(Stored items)
+ + + +
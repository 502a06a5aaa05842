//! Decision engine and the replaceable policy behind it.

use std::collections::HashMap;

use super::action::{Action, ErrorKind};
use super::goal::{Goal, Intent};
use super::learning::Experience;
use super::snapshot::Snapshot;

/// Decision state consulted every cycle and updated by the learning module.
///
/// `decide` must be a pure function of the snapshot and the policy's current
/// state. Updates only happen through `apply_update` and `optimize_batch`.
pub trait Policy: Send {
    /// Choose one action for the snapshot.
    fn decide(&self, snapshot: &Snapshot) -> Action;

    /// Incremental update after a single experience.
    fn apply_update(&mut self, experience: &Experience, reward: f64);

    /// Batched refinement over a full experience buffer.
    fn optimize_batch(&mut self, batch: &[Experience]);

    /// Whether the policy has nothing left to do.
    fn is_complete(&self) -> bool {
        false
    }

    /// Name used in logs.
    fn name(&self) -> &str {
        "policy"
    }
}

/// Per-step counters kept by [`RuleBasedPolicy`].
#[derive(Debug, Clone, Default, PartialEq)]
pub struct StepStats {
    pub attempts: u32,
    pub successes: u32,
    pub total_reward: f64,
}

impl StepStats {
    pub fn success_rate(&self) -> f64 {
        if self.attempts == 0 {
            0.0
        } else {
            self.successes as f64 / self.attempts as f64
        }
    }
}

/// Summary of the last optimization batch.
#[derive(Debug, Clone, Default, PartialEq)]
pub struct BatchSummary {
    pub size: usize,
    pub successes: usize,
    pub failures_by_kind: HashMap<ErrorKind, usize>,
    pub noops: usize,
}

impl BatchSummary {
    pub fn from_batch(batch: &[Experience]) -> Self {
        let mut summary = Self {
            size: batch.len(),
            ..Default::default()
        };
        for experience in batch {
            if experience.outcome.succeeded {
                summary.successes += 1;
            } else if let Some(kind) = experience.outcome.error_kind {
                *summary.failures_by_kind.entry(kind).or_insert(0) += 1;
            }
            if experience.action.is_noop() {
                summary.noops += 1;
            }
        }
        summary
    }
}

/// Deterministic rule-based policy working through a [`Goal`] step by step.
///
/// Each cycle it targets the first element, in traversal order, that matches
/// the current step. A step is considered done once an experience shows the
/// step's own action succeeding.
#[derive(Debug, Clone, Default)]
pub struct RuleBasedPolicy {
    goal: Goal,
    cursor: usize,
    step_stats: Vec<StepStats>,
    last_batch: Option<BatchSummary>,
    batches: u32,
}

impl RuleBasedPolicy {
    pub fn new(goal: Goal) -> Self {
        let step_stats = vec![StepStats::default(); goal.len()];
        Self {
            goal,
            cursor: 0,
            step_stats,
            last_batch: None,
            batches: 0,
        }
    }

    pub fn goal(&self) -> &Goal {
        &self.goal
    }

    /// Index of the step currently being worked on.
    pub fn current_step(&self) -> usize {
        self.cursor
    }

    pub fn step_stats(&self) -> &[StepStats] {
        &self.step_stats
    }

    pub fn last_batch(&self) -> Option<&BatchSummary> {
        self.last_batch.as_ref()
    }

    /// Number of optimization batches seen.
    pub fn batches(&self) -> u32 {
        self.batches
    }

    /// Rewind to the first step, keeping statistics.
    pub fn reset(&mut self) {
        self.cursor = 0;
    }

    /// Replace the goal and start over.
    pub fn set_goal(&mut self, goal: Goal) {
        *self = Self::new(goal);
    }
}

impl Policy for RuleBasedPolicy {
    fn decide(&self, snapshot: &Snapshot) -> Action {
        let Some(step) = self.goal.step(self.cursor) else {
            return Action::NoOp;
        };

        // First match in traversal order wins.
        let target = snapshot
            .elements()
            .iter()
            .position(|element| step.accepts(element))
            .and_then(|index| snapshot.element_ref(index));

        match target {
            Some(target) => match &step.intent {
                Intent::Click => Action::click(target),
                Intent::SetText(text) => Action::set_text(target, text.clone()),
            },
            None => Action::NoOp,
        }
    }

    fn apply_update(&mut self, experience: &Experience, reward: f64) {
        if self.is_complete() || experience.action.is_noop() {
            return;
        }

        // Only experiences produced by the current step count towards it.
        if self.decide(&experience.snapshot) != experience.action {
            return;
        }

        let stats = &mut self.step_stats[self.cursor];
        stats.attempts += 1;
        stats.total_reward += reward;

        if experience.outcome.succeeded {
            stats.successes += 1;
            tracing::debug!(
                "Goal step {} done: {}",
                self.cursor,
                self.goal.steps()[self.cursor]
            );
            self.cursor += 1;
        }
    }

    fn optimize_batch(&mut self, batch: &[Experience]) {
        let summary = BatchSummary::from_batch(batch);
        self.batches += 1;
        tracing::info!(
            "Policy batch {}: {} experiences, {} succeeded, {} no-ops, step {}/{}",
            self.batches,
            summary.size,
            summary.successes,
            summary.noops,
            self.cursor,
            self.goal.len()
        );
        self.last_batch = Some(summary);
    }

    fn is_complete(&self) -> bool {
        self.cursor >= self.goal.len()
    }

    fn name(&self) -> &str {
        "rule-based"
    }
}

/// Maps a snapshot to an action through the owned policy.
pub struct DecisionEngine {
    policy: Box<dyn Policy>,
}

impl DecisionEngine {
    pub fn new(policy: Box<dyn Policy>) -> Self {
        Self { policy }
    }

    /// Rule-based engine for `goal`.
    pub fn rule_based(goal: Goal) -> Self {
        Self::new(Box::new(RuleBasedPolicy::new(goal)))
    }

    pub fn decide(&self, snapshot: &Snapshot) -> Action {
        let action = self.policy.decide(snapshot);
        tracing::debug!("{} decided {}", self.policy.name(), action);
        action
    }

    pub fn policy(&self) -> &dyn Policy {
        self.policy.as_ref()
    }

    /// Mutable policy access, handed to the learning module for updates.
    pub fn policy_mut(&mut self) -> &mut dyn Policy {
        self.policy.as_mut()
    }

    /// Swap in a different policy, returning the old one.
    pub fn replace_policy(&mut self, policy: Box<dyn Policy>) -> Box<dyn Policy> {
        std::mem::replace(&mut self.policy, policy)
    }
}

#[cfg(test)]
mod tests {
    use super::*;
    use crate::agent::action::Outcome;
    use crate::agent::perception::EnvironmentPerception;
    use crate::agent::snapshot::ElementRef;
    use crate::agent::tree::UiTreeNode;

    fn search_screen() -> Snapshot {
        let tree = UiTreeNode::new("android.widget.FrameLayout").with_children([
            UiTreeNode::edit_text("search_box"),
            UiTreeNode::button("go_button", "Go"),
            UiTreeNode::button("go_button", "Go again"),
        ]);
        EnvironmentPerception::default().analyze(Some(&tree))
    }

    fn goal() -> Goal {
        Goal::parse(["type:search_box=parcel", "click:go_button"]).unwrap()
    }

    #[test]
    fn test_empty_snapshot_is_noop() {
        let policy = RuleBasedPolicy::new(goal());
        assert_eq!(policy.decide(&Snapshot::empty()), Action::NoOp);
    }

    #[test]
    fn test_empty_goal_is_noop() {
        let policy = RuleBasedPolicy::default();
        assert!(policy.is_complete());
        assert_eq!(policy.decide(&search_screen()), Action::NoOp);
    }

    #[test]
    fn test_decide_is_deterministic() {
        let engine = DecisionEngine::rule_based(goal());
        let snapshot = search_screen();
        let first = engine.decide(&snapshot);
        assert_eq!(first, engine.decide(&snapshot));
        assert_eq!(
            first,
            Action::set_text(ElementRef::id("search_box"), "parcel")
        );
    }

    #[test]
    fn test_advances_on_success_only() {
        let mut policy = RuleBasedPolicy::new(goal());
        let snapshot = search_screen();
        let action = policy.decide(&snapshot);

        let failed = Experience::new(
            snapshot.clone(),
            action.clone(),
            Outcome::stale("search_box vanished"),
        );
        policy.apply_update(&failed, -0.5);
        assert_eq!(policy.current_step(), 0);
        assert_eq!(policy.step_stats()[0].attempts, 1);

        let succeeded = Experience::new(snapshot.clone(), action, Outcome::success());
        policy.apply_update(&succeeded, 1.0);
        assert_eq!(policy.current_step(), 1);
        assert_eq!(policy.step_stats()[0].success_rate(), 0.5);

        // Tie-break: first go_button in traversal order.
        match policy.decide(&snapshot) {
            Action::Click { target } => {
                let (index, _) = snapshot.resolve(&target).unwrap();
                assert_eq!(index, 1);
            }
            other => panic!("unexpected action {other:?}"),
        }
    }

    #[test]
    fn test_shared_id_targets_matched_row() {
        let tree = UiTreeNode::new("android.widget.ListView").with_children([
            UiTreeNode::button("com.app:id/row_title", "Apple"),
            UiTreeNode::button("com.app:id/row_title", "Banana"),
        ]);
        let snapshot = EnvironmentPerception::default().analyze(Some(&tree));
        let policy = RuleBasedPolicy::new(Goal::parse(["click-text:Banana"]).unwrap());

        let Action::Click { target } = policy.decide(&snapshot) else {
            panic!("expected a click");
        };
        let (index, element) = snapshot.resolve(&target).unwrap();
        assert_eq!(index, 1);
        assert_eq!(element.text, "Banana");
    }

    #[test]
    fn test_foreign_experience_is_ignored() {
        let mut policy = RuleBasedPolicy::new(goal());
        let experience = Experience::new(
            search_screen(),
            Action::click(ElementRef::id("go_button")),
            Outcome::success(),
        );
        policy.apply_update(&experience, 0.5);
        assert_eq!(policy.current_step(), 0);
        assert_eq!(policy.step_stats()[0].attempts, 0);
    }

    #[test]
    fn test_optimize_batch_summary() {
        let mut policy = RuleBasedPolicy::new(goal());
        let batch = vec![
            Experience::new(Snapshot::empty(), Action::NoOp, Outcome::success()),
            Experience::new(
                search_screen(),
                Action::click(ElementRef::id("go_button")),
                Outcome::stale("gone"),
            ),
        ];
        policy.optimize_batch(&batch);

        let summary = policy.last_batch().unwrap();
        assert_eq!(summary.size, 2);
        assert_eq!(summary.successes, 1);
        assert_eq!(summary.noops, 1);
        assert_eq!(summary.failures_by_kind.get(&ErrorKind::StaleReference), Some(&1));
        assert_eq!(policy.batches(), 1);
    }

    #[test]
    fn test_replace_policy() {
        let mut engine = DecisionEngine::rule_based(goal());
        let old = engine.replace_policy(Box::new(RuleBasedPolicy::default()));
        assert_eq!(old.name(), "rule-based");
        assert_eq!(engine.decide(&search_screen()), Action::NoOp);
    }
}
+ + + +
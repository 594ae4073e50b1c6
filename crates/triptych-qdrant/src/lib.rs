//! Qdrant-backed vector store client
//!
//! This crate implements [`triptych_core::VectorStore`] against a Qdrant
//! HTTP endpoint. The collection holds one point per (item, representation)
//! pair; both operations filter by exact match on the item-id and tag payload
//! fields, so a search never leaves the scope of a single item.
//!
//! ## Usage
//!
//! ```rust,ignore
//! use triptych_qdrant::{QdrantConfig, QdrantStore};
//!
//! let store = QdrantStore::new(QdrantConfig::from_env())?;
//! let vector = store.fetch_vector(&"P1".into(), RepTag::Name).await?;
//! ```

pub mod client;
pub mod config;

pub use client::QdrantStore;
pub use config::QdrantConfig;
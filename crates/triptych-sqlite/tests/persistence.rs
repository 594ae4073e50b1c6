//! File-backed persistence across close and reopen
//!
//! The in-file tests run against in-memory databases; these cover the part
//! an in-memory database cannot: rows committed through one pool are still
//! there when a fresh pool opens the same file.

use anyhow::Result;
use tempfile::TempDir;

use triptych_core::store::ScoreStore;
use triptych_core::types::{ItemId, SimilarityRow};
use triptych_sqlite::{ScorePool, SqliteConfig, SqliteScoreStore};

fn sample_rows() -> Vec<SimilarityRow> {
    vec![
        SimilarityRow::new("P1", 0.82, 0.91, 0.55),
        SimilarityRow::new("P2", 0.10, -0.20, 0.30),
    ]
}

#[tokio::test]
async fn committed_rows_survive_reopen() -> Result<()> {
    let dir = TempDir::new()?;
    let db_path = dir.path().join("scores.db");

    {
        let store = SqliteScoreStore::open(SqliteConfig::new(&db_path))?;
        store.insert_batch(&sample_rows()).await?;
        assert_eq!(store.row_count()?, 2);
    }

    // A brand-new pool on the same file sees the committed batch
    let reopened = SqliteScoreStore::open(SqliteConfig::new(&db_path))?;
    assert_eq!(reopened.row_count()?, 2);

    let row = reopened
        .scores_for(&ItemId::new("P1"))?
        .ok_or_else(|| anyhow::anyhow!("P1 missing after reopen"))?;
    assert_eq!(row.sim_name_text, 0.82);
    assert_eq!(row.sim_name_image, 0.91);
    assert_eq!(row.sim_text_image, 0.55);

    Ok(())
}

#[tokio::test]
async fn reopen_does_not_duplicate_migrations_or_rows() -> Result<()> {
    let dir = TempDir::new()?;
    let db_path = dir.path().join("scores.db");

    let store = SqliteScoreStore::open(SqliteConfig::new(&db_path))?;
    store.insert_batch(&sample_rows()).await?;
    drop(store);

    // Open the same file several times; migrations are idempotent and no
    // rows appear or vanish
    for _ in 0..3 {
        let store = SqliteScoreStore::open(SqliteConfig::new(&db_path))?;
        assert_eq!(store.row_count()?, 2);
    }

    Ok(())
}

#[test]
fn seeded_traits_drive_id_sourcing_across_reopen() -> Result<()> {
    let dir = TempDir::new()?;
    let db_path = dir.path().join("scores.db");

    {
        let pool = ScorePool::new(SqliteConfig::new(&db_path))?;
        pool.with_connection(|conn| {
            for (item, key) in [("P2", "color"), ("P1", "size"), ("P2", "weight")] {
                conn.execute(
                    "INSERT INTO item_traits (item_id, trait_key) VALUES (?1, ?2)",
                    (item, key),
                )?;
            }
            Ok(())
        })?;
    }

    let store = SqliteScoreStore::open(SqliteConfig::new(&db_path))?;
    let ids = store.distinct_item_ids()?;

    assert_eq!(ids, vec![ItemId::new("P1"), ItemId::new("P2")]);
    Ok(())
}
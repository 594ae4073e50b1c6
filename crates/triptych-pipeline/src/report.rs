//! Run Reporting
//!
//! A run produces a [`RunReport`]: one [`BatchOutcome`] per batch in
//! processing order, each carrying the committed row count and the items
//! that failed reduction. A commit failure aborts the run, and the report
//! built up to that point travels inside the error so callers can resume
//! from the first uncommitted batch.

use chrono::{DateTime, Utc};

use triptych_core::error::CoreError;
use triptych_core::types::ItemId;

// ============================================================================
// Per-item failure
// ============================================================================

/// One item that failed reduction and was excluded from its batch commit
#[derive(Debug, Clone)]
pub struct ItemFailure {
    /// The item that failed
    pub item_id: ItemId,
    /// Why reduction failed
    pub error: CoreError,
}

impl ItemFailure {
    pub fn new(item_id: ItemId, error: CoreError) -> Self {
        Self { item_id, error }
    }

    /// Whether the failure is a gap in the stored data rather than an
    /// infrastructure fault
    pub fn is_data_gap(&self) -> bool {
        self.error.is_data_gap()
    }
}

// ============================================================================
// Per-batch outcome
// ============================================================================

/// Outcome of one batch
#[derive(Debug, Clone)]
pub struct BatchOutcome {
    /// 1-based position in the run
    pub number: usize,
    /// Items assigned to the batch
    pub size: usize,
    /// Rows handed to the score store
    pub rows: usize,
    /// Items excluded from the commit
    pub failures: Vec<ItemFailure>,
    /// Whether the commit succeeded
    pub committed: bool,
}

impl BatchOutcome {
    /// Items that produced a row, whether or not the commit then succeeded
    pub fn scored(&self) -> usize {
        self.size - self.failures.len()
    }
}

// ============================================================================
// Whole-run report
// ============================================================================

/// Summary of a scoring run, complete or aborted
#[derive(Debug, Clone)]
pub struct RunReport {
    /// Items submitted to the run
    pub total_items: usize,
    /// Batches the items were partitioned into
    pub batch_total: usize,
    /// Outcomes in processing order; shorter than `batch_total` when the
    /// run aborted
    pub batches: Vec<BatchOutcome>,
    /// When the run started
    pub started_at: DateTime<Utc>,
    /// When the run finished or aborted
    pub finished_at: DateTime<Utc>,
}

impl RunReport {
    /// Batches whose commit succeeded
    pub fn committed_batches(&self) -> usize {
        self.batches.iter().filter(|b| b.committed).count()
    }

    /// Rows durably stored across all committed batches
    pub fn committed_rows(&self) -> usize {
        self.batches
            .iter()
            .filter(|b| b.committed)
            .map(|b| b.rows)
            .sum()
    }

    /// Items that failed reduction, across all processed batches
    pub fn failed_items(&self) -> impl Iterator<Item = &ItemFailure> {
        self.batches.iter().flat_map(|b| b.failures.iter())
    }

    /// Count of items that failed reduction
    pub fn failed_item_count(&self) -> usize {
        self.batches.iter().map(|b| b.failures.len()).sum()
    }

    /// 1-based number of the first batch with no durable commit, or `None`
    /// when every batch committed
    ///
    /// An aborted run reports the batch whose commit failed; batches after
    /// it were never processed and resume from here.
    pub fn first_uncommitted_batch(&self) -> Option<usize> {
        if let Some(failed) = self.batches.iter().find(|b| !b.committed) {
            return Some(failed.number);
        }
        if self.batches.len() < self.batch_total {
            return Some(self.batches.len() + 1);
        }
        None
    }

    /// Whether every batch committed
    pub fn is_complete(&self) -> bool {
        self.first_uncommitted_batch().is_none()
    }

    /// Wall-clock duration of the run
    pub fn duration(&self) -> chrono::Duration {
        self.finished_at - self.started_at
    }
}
+ + + +
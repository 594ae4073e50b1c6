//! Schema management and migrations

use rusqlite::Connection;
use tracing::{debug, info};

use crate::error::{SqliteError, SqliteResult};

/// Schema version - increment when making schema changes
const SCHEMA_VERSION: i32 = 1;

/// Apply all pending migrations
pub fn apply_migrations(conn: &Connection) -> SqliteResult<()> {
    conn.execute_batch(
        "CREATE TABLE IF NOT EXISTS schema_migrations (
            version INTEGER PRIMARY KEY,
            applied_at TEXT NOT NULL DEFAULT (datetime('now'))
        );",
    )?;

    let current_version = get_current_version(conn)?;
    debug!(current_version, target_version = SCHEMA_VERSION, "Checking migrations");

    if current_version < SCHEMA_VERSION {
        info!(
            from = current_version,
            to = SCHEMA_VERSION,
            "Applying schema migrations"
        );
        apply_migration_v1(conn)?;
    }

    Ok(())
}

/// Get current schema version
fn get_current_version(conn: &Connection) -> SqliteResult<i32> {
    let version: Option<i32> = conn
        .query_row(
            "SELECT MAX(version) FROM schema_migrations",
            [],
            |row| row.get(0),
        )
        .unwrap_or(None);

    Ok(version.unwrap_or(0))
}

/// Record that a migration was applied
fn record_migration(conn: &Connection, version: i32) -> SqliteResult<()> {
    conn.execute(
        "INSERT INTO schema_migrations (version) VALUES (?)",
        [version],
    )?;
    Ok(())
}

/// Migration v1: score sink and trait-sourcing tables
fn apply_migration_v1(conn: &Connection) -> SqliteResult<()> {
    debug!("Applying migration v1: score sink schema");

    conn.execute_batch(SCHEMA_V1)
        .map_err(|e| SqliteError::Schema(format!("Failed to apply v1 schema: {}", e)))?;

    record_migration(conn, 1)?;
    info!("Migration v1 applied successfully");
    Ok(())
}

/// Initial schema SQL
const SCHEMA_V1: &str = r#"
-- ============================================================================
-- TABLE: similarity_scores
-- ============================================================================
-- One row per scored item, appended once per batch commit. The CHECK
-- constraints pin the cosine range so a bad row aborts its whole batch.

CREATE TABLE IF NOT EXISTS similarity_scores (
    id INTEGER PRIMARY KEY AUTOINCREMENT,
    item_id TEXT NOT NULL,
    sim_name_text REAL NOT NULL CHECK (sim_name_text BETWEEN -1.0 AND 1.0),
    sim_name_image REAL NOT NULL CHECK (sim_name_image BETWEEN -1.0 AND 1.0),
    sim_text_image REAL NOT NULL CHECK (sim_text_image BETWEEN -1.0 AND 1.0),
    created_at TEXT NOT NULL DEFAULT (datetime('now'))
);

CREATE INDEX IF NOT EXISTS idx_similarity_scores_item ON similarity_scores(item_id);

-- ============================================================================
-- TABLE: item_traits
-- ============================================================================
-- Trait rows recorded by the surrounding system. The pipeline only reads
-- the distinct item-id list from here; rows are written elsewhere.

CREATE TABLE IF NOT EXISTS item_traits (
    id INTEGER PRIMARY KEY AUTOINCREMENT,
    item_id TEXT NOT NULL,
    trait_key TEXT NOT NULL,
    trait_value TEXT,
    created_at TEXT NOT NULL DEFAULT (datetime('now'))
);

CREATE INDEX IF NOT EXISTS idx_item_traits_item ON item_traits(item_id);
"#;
+ + + +
§ Assignment
Set down, unchanged, only those lines above that fall between the line with "repository 502a06a5aaa05842" and the line with "pub trait Policy: Send", the two end lines included.

§ Solved problem
repository 502a06a5aaa05842
//! Decision engine and the replaceable policy behind it.

use std::collections::HashMap;

use super::action::{Action, ErrorKind};
use super::goal::{Goal, Intent};
use super::learning::Experience;
use super::snapshot::Snapshot;

/// Decision state consulted every cycle and updated by the learning module.
///
/// `decide` must be a pure function of the snapshot and the policy's current
/// state. Updates only happen through `apply_update` and `optimize_batch`.
pub trait Policy: Send {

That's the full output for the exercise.